If a collision is detected, the solution is to upgrade the digest to a stronger one.
# create a MD5 store
my $md5_store = File::ContentStore->( path => $old, digest => 'MD5' );
# expose a collision
$old_store->link_file($file); # dies
# create a new SHA-1 store
my $sha1_store = File::ContentStore->new( path => $new, digest => 'SHA-1' );
# link the old content to in the new store
# the files that were linked to the old store will be linked to the new one
$sha1_store->link_dir( $md5_store->path );
$sha1_store->link_file( $file->path ); # success!
$md5_store->path->remove_tree; # delete the old content store
make_read_only
When this attribute is set to a true value, a chmod to remove the write permissions is performed on the content files (and therefore the linked files, since permissions are an attribute of the inode).
The default is true, to avoid unwittingly modifying linked files that were identical unbeknownst to the user.
file_callback
This optional coderef is called by "link_file" when linking a file into the store. This is useful for providing user feedback when processing large directories. The callback receives three arguments: the file, its digest and the content file (files are passed as Path::Tiny objects). It is run right after obtaining the file digest, before doing anything else.
Usage example:
File::ContentStore->new(
path => $dir,
file_callback => sub {
my ( $file, $digest, $content ) = @_;
print STDERR "Linking $file ($digest) to $content\n";
}
);
METHODS
new
Constructor. See "ATTRIBUTES" for valid attributes.
link_file
$store->link_file($file);
Link a single file into the content store.
link_dir
$store->link_dir(@dirs);
Recursively link all the files under the given directories.
fsck
Runs a consistency check on the content store (i.e. the files under path), and returns a hash reference containing all the errors found.
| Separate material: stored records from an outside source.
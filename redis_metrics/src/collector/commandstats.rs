//! Per-command statistics from `cmdstat_<command>:calls=..,usec=..` lines.

use super::{Node, Value, record};
use crate::{
    registry::{Desc, Family, Kind, Registry},
    report::{Report, parse_fields},
};

const PREFIX: &str = "cmdstat_";
const LABELS: &[&str] = &["node_name", "node_address", "cmd"];

const CALLS: Desc = Desc {
    name: "redis_commandstats_calls",
    help: "Calls of the command.",
    kind: Kind::Counter,
    labels: LABELS,
};

const USEC: Desc = Desc {
    name: "redis_commandstats_usec",
    help: "Total CPU microseconds spent in the command.",
    kind: Kind::Counter,
    labels: LABELS,
};

const USEC_PER_CALL: Desc = Desc {
    name: "redis_commandstats_usec_per_call",
    help: "Average CPU microseconds per call of the command.",
    kind: Kind::Gauge,
    labels: LABELS,
};

#[derive(Debug)]
pub(crate) struct Commandstats {
    calls: Family,
    usec: Family,
    usec_per_call: Family,
}

impl Commandstats {
    pub(crate) fn new(registry: &Registry) -> Self {
        Self {
            calls: registry.family(CALLS),
            usec: registry.family(USEC),
            usec_per_call: registry.family(USEC_PER_CALL),
        }
    }

    pub(crate) fn families(&self) -> Vec<&Family> {
        vec![&self.calls, &self.usec, &self.usec_per_call]
    }

    pub(crate) fn apply(&self, node: &Node, report: &Report) {
        for (key, value) in report {
            let Some(cmd) = key.strip_prefix(PREFIX).filter(|c| !c.is_empty()) else {
                continue;
            };
            let fields = parse_fields(value);
            let labels = [node.name.as_str(), node.address.as_str(), cmd];
            for (field, family) in [
                ("calls", &self.calls),
                ("usec", &self.usec),
                ("usec_per_call", &self.usec_per_call),
            ] {
                if let Some(raw) = fields.get(field) {
                    record(family, &labels, Value::Number, raw);
                }
            }
        }
    }
}
use std::{net::SocketAddr, sync::Arc};

use clap::{Args, Parser, Subcommand};
use jemallocator::Jemalloc;
use metrics_exporter_prometheus::PrometheusBuilder;
use redis_metrics::{
    client::TcpConnector,
    config::{FileSource, Source},
    controller::{self, Controller},
    registry::Exposition,
    reload,
    server::{self, Server},
};
use redis_metrics_signal::RegisterError;
use tokio::{
    runtime::Builder,
    signal,
    task::JoinSet,
    time::{self, Duration},
};
use tracing::{error, info};
use tracing_subscriber::{EnvFilter, util::SubscriberInitExt};

#[global_allocator]
static GLOBAL: Jemalloc = Jemalloc;

#[derive(thiserror::Error, Debug)]
enum Error {
    #[error(transparent)]
    Io(#[from] std::io::Error),
    #[error("Controller returned an error: {0}")]
    Controller(#[from] controller::Error),
    #[error("HTTP server returned an error: {0}")]
    Server(#[from] server::Error),
    #[error("Failed to install telemetry recorder: {0}")]
    Recorder(#[from] metrics_exporter_prometheus::BuildError),
    #[error(transparent)]
    Signal(#[from] RegisterError),
    #[error("Could not join a spawned task: {0}")]
    Join(#[from] tokio::task::JoinError),
}

const DEFAULT_CONFIG_PATH: &str = "/etc/redis-metrics.yaml";
const DEFAULT_COLLECTOR_INTERVAL: u64 = 60;

#[derive(Parser)]
#[clap(version, about, long_about = None)]
struct Cli {
    #[command(subcommand)]
    command: Option<Commands>,
    #[command(flatten)]
    args: RunArgs,
}

#[derive(Subcommand)]
enum Commands {
    /// Validate configuration file and exit
    ConfigCheck,
}

#[derive(Args)]
struct RunArgs {
    /// log at debug level unless RUST_LOG says otherwise
    #[clap(long, env = "DEBUG")]
    debug: bool,
    #[clap(long, env = "DEBUG_MODE", hide = true)]
    debug_mode: bool,
    /// address to serve metrics on, a bare :port listens on every interface
    #[clap(short, long, env = "SERVER_ADDR", default_value = "0.0.0.0:8000")]
    server_addr: String,
    /// path on disk to the configuration file [default: /etc/redis-metrics.yaml]
    #[clap(short, long, visible_alias = "config", env = "CONFIG_FILE")]
    config_path: Option<String>,
    #[clap(long = "config-env", env = "CONFIG", hide = true)]
    config_env: Option<String>,
    /// seconds between scrapes of each node, clamped to 20..=600 [default: 60]
    #[clap(short = 'i', long, env = "COLLECTOR_INTERVAL")]
    collector_interval: Option<u64>,
    #[clap(long, env = "COLLECTOR_INTERVAL_SECONDS", hide = true)]
    collector_interval_seconds: Option<u64>,
    /// maximum number of concurrent HTTP connections
    #[clap(long, default_value_t = 100)]
    max_connections: usize,
    /// the maximum time to wait, in seconds, for controlled shutdown
    #[clap(long, default_value_t = 30)]
    max_shutdown_delay: u16,
}

impl RunArgs {
    // The hidden arguments carry older environment names. The primary flag or
    // variable wins when both are given.

    fn debug(&self) -> bool {
        self.debug || self.debug_mode
    }

    fn config_path(&self) -> &str {
        self.config_path
            .as_deref()
            .or(self.config_env.as_deref())
            .unwrap_or(DEFAULT_CONFIG_PATH)
    }

    fn collector_interval(&self) -> u64 {
        self.collector_interval
            .or(self.collector_interval_seconds)
            .unwrap_or(DEFAULT_COLLECTOR_INTERVAL)
    }
}

async fn inner_main(args: RunArgs, addr: SocketAddr) -> Result<(), Error> {
    let telemetry = PrometheusBuilder::new().install_recorder()?;
    let exposition = Arc::new(Exposition::new());
    let (trigger, reloads) = reload::channel();
    let (shutdown_watcher, shutdown_broadcast) = redis_metrics_signal::signal();

    let mut tasks: JoinSet<Result<(), Error>> = JoinSet::new();

    let controller = Controller::new(
        FileSource::new(args.config_path()),
        TcpConnector,
        controller::clamp_interval(args.collector_interval()),
        Arc::clone(&exposition),
    );
    let controller_watcher = shutdown_watcher.register()?;
    tasks.spawn(async move {
        controller
            .run(reloads, controller_watcher)
            .await
            .map_err(Error::from)
    });

    let server = Server::new(
        args.max_connections,
        exposition,
        trigger,
        Some(telemetry.clone()),
        shutdown_watcher.register()?,
    );
    tasks.spawn(async move { server.run(addr).await.map_err(Error::from) });

    // Every task holds its own watcher now. Keeping this one would hold up
    // `signal_and_wait` below forever.
    drop(shutdown_watcher);

    let mut upkeep = time::interval(Duration::from_secs(5));
    let res = loop {
        tokio::select! {
            _ = upkeep.tick() => {
                telemetry.run_upkeep();
            },
            _ = signal::ctrl_c() => {
                info!("received ctrl-c");
                break Ok(());
            },
            Some(res) = tasks.join_next() => {
                match res {
                    Ok(Ok(())) => {
                        info!("Task exited before shutdown was requested");
                        break Ok(());
                    }
                    Ok(Err(err)) => {
                        error!("Shutting down: {err}");
                        break Err(err);
                    }
                    Err(err) => break Err(Error::Join(err)),
                }
            },
        }
    };

    shutdown_broadcast.signal_and_wait().await;
    let mut res = res;
    while let Some(next) = tasks.join_next().await {
        let next = next.map_err(Error::from).and_then(|r| r);
        if let Err(err) = next {
            error!("Task failed during shutdown: {err}");
            if res.is_ok() {
                res = Err(err);
            }
        }
    }
    res
}

fn main() -> Result<(), Error> {
    let cli = Cli::parse();

    let level = if cli.args.debug() { "debug" } else { "info" };
    tracing_subscriber::fmt()
        .with_env_filter(
            EnvFilter::try_from_default_env().unwrap_or_else(|_| EnvFilter::new(level)),
        )
        .with_ansi(false)
        .finish()
        .init();

    if let Some(Commands::ConfigCheck) = cli.command {
        match FileSource::new(cli.args.config_path()).load() {
            Ok(config) => {
                info!(nodes = config.len(), "Configuration file is valid");
                std::process::exit(0)
            }
            Err(err) => {
                error!("Configuration validation failed: {err}");
                std::process::exit(1)
            }
        }
    }

    let version = env!("CARGO_PKG_VERSION");
    info!("Starting redis-metrics {version}.");

    let addr = server::parse_addr(&cli.args.server_addr)?;
    let max_shutdown_delay = Duration::from_secs(cli.args.max_shutdown_delay.into());

    let runtime = Builder::new_multi_thread()
        .enable_io()
        .enable_time()
        .build()?;
    let res = runtime.block_on(inner_main(cli.args, addr));
    info!(
        "Shutting down runtime with a {} second delay. May leave orphaned tasks.",
        max_shutdown_delay.as_secs(),
    );
    runtime.shutdown_timeout(max_shutdown_delay);
    info!("Bye. :)");
    res
}
#[cfg(test)]
mod tests {
    use std::{
        sync::atomic::{AtomicBool, AtomicUsize},
        thread,
    };

    use super::*;

    const UP: Desc = Desc {
        name: "redis_server_up",
        help: "Whether the last probe succeeded",
        kind: Kind::Gauge,
        labels: &["node_name", "node_address"],
    };

    const CALLS: Desc = Desc {
        name: "redis_commandstats_calls",
        help: "Calls per command",
        kind: Kind::Counter,
        labels: &["node_name", "node_address", "cmd"],
    };

    const MASTER: Desc = Desc {
        name: "redis_replication_master",
        help: "The master followed",
        kind: Kind::Gauge,
        labels: &["node_name", "node_address", "host", "port"],
    };

    #[test]
    fn duplicate_family_is_rejected() {
        let exposition = Exposition::new();
        let first = Registry::new(1).family(UP);
        let second = Registry::new(2).family(UP);

        exposition.register(&[&first]).expect("first registration failed");
        assert_eq!(
            exposition.register(&[&second]),
            Err(Error::Duplicate("redis_server_up"))
        );
        assert_eq!(exposition.live_epoch(), Some(1));
    }

    #[test]
    fn batch_registration_is_all_or_nothing() {
        let exposition = Exposition::new();
        let live = Registry::new(1).family(CALLS);
        exposition.register(&[&live]).expect("registration failed");

        let registry = Registry::new(2);
        let up = registry.family(UP);
        let calls = registry.family(CALLS);
        assert_eq!(
            exposition.register(&[&up, &calls]),
            Err(Error::Duplicate("redis_commandstats_calls"))
        );
        assert_eq!(exposition.len(), 1);
        assert_eq!(exposition.live_epoch(), Some(1));

        let again = Registry::new(3).family(UP);
        assert_eq!(
            exposition.register(&[&again, &again]),
            Err(Error::Duplicate("redis_server_up"))
        );
        assert_eq!(exposition.len(), 1);
    }

    #[test]
    fn reregister_after_unregister() {
        let exposition = Exposition::new();
        let old = Registry::new(1).family(UP);
        let new = Registry::new(2).family(UP);

        exposition.register(&[&old]).expect("registration failed");
        assert!(exposition.unregister(&[&old]));
        assert!(exposition.is_empty());
        exposition.register(&[&new]).expect("re-registration failed");
        assert_eq!(exposition.live_epoch(), Some(2));
    }

    #[test]
    fn unregister_requires_same_registry() {
        let exposition = Exposition::new();
        let live = Registry::new(1).family(UP);
        let stranger = Registry::new(2).family(UP);

        exposition.register(&[&live]).expect("registration failed");
        assert!(!exposition.unregister(&[&stranger]));
        assert_eq!(exposition.len(), 1);
        assert!(exposition.unregister(&[&live]));
        assert!(!exposition.unregister(&[&live]));
    }

    #[test]
    fn swap_replaces_whole_epoch() {
        let exposition = Exposition::new();
        let old = Registry::new(1);
        let (old_up, old_calls) = (old.family(UP), old.family(CALLS));
        exposition
            .register(&[&old_up, &old_calls])
            .expect("registration failed");

        let new = Registry::new(2);
        let (new_up, new_calls) = (new.family(UP), new.family(CALLS));
        exposition
            .swap(&[&old_up, &old_calls], &[&new_up, &new_calls])
            .expect("swap failed");
        assert_eq!(exposition.len(), 2);
        assert_eq!(exposition.live_epoch(), Some(2));
    }

    #[test]
    fn swap_from_stale_epoch_leaves_nothing_live() {
        let exposition = Exposition::new();
        let live = Registry::new(1).family(UP);
        exposition.register(&[&live]).expect("registration failed");

        let stale = Registry::new(7).family(UP);
        let next = Registry::new(8).family(UP);
        assert_eq!(
            exposition.swap(&[&stale], &[&next]),
            Err(Error::NotLive("redis_server_up"))
        );
        assert_eq!(exposition.live_epoch(), Some(1));
        assert!(exposition.unregister(&[&live]));
    }

    #[test]
    fn swap_never_shows_partial_epoch() {
        let descs: Vec<Desc> = [UP, CALLS, MASTER].to_vec();
        let exposition = Arc::new(Exposition::new());
        let first = Registry::new(0);
        let mut live: Vec<Family> = descs.iter().map(|d| first.family(*d)).collect();
        exposition
            .register(&live.iter().collect::<Vec<_>>())
            .expect("registration failed");

        let done = Arc::new(AtomicBool::new(false));
        let torn = Arc::new(AtomicUsize::new(0));
        let observer = {
            let (exposition, done, torn) =
                (Arc::clone(&exposition), Arc::clone(&done), Arc::clone(&torn));
            thread::spawn(move || {
                while !done.load(Ordering::Acquire) {
                    if exposition.len() != 3 {
                        torn.fetch_add(1, Ordering::Relaxed);
                    }
                }
            })
        };

        for epoch in 1..200 {
            let registry = Registry::new(epoch);
            let next: Vec<Family> = descs.iter().map(|d| registry.family(*d)).collect();
            exposition
                .swap(
                    &live.iter().collect::<Vec<_>>(),
                    &next.iter().collect::<Vec<_>>(),
                )
                .expect("swap failed");
            live = next;
        }
        done.store(true, Ordering::Release);
        observer.join().expect("observer panicked");

        assert_eq!(torn.load(Ordering::Relaxed), 0);
        assert_eq!(exposition.live_epoch(), Some(199));
    }

    #[test]
    fn render_sorted_with_help_and_type() {
        let exposition = Exposition::new();
        let registry = Registry::new(7);
        let up = registry.family(UP);
        let calls = registry.family(CALLS);
        exposition.register(&[&up, &calls]).expect("registration failed");

        up.gauge(&["b", "10.0.0.2:6379"]).set(0.0);
        up.gauge(&["a", "10.0.0.1:6379"]).set(1.0);
        calls.gauge(&["a", "10.0.0.1:6379", "get"]).set(42.0);

        let expected = "\
# HELP redis_commandstats_calls Calls per command
# TYPE redis_commandstats_calls counter
redis_commandstats_calls{node_name=\"a\",node_address=\"10.0.0.1:6379\",cmd=\"get\"} 42
# HELP redis_server_up Whether the last probe succeeded
# TYPE redis_server_up gauge
redis_server_up{node_name=\"a\",node_address=\"10.0.0.1:6379\"} 1
redis_server_up{node_name=\"b\",node_address=\"10.0.0.2:6379\"} 0
";
        assert_eq!(exposition.render(), expected);
    }

    #[test]
    fn counter_follows_lower_value() {
        let exposition = Exposition::new();
        let calls = Registry::new(1).family(CALLS);
        exposition.register(&[&calls]).expect("registration failed");

        let series = calls.gauge(&["a", "x", "get"]);
        series.set(1000.0);
        series.set(5.0);
        assert!(
            exposition
                .render()
                .contains("redis_commandstats_calls{node_name=\"a\",node_address=\"x\",cmd=\"get\"} 5\n")
        );
    }

    #[test]
    fn render_escapes_label_values() {
        let exposition = Exposition::new();
        let up = Registry::new(1).family(UP);
        exposition.register(&[&up]).expect("registration failed");
        up.gauge(&["we\"ird", "line\nbreak"]).set(0.5);

        let rendered = exposition.render();
        assert!(rendered.contains(
            "redis_server_up{node_name=\"we\\\"ird\",node_address=\"line\\nbreak\"} 0.5"
        ));
    }

    #[test]
    fn render_skips_unregistered_and_empty_families() {
        let exposition = Exposition::new();
        let registry = Registry::new(1);
        let up = registry.family(UP);
        let calls = registry.family(CALLS);
        exposition.register(&[&up, &calls]).expect("registration failed");
        up.gauge(&["a", "x"]).set(1.0);

        let rendered = exposition.render();
        assert!(rendered.contains("redis_server_up"));
        assert!(!rendered.contains("redis_commandstats_calls"));

        assert!(exposition.unregister(&[&up]));
        assert_eq!(exposition.render(), "");
    }

    #[test]
    fn set_only_retires_previous_identity_series() {
        let exposition = Exposition::new();
        let master = Registry::new(1).family(MASTER);
        exposition.register(&[&master]).expect("registration failed");

        master.set_only(&["a", "x", "10.0.0.5", "6379"], 2, 1.0);
        master.set_only(&["b", "y", "10.0.0.5", "6379"], 2, 1.0);
        master.set_only(&["a", "x", "10.0.0.6", "6379"], 2, 1.0);

        let rendered = exposition.render();
        assert!(!rendered.contains("node_name=\"a\",node_address=\"x\",host=\"10.0.0.5\""));
        assert!(rendered.contains("node_name=\"a\",node_address=\"x\",host=\"10.0.0.6\""));
        assert!(rendered.contains("node_name=\"b\",node_address=\"y\",host=\"10.0.0.5\""));

        master.retire(&["a", "x"]);
        let rendered = exposition.render();
        assert!(!rendered.contains("node_name=\"a\""));
        assert!(rendered.contains("node_name=\"b\""));
    }

    #[test]
    fn concurrent_writers_share_storage() {
        let registry = Registry::new(1);
        let up = registry.family(UP);
        let handles: Vec<_> = (0..8)
            .map(|i| {
                let up = up.clone();
                thread::spawn(move || {
                    let name = format!("node-{i}");
                    for _ in 0..100 {
                        up.gauge(&[name.as_str(), "addr"]).set(f64::from(i));
                    }
                })
            })
            .collect();
        for handle in handles {
            handle.join().expect("writer panicked");
        }

        let exposition = Exposition::new();
        exposition.register(&[&up]).expect("registration failed");
        assert_eq!(exposition.render().lines().count(), 2 + 8);
    }
}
If no error is found, the hash reference is empty.
The types of errors found are:
- empty
-
An array reference containing all the empty directories under path.
- orphan
-
An array references containing Path::Tiny objects pointing to the content files with no alias (i.e. not linked to any file outside of the content store).
- corrupted
-
An array reference of all content files for which the name does not match the digest of their content.
- symlink
-
An array reference of all symbolic links under path.
SEE ALSO
Other modules suitable for finding duplicated files: File::Find::Duplicates, File::Same.
AUTHOR
Philippe Bruhat (BooK) <book@cpan.org>.
COPYRIGHT
Copyright 2018 Philippe Bruhat (BooK), all rights reserved.
LICENSE
This program is free software; you can redistribute it and/or modify it under the same terms as Perl itself.